## Task prompt:
Below are several entries. Transcribe exactly those lines that fall from the one with "use super::heuristics::is_hostile;" through the one with "pub name: &'static", end lines included.
"""
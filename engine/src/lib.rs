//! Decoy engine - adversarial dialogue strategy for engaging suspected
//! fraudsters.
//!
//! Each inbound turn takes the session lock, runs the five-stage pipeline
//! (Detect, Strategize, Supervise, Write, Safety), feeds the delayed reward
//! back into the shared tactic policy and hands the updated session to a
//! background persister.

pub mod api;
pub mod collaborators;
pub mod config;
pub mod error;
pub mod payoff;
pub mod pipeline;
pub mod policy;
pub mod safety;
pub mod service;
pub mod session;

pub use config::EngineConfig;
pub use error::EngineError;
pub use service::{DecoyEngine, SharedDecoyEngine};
"""
"""
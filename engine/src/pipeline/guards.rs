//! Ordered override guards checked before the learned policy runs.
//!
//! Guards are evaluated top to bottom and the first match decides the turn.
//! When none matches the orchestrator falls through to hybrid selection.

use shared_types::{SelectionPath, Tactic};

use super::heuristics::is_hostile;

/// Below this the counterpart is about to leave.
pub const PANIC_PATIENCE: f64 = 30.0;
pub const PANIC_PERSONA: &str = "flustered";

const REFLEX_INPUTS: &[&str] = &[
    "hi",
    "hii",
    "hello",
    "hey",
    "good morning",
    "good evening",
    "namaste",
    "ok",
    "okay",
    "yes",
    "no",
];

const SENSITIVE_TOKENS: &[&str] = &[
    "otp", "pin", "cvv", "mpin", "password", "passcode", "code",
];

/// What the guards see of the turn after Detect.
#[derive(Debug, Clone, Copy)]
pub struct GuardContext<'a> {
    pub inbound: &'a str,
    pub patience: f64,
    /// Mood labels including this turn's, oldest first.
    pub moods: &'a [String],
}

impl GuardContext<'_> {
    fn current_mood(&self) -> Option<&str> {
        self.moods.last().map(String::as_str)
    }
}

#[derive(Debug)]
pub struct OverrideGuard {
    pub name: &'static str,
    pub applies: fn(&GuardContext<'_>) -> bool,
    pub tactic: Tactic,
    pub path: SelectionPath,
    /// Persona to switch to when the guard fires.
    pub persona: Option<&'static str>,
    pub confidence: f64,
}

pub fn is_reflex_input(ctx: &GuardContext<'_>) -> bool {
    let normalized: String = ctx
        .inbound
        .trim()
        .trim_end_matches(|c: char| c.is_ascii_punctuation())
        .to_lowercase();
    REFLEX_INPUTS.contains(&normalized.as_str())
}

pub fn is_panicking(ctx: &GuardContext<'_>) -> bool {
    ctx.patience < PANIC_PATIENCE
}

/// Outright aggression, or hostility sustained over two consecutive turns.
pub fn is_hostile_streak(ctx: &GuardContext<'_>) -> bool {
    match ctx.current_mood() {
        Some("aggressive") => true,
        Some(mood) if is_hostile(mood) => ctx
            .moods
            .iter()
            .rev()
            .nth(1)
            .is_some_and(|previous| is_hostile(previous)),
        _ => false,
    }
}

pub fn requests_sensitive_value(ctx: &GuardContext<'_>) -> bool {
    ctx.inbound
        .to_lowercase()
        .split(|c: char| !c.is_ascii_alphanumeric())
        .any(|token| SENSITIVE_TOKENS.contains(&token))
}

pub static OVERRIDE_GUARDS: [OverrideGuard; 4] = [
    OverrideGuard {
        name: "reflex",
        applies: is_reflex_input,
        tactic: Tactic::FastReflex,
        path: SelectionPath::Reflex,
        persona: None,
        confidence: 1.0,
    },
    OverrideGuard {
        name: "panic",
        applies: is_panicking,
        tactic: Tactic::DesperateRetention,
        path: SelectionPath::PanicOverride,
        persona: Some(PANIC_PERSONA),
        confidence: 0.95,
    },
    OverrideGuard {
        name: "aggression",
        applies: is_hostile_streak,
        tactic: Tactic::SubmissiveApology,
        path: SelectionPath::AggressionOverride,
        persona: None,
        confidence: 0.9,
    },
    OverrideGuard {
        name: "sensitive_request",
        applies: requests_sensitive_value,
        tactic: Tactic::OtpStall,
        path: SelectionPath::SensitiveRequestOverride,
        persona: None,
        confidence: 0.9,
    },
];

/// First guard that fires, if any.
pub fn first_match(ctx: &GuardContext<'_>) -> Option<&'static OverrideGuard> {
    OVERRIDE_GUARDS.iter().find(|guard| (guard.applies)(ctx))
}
"""
"""
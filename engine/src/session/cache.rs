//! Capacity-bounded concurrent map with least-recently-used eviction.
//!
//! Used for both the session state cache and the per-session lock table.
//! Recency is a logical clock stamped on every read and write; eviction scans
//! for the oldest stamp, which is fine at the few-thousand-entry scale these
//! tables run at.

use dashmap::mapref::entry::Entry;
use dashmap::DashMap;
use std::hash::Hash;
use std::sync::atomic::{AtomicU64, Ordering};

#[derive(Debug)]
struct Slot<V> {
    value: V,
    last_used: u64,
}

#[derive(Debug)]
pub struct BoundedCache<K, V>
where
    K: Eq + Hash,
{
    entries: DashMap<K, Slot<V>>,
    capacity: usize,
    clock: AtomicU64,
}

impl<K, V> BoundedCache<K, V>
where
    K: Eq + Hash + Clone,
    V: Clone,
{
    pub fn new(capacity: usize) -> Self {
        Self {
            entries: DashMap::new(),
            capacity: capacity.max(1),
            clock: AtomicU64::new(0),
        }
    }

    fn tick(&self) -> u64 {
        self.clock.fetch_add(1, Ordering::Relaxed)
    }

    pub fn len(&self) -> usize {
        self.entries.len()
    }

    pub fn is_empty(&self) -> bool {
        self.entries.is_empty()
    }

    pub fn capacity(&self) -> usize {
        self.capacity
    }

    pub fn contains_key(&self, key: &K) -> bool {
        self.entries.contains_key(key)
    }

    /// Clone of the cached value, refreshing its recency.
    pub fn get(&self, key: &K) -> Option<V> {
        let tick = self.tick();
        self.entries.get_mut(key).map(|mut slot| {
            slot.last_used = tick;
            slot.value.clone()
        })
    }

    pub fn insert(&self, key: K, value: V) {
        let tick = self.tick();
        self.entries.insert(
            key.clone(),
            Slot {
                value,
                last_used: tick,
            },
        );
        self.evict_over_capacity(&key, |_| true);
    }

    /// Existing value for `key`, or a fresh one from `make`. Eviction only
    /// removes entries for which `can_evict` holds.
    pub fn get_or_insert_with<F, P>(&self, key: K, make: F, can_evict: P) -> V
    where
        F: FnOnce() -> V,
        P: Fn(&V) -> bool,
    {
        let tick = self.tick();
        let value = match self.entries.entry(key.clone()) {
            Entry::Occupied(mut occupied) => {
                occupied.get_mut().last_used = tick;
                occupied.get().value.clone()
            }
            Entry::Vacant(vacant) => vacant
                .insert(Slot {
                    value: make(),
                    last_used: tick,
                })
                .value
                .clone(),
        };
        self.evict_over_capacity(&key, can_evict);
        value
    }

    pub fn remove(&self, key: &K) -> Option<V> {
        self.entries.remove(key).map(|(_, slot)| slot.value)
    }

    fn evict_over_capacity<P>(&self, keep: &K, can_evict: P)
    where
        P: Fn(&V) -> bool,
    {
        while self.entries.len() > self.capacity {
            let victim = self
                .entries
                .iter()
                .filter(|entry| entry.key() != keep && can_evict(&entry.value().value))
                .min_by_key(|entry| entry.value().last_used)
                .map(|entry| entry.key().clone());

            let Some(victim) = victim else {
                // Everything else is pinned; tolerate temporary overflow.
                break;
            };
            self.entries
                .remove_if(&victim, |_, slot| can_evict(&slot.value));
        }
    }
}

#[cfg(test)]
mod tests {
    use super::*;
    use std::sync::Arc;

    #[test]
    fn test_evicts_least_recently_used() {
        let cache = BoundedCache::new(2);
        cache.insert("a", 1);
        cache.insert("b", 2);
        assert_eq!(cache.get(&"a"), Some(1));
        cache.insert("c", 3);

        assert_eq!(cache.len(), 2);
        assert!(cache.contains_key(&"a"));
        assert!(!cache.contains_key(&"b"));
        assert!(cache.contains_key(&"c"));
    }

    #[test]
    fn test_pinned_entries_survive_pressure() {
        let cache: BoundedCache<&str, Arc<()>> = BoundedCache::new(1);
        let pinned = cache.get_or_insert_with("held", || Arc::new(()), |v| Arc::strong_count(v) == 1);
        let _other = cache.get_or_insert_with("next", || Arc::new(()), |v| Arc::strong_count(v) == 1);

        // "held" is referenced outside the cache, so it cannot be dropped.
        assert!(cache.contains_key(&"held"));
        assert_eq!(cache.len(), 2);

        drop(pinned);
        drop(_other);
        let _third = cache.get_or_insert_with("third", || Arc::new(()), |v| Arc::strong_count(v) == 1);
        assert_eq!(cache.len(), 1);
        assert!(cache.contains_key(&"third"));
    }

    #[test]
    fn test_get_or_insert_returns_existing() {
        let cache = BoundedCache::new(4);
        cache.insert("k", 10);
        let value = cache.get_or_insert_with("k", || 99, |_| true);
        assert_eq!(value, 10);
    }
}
"""
## Exercise output:
use super::heuristics::is_hostile;

/// Below this the counterpart is about to leave.
pub const PANIC_PATIENCE: f64 = 30.0;
pub const PANIC_PERSONA: &str = "flustered";

const REFLEX_INPUTS: &[&str] = &[
    "hi",
    "hii",
    "hello",
    "hey",
    "good morning",
    "good evening",
    "namaste",
    "ok",
    "okay",
    "yes",
    "no",
];

const SENSITIVE_TOKENS: &[&str] = &[
    "otp", "pin", "cvv", "mpin", "password", "passcode", "code",
];

/// What the guards see of the turn after Detect.
#[derive(Debug, Clone, Copy)]
pub struct GuardContext<'a> {
    pub inbound: &'a str,
    pub patience: f64,
    /// Mood labels including this turn's, oldest first.
    pub moods: &'a [String],
}

impl GuardContext<'_> {
    fn current_mood(&self) -> Option<&str> {
        self.moods.last().map(String::as_str)
    }
}

#[derive(Debug)]
pub struct OverrideGuard {
    pub name: &'static str,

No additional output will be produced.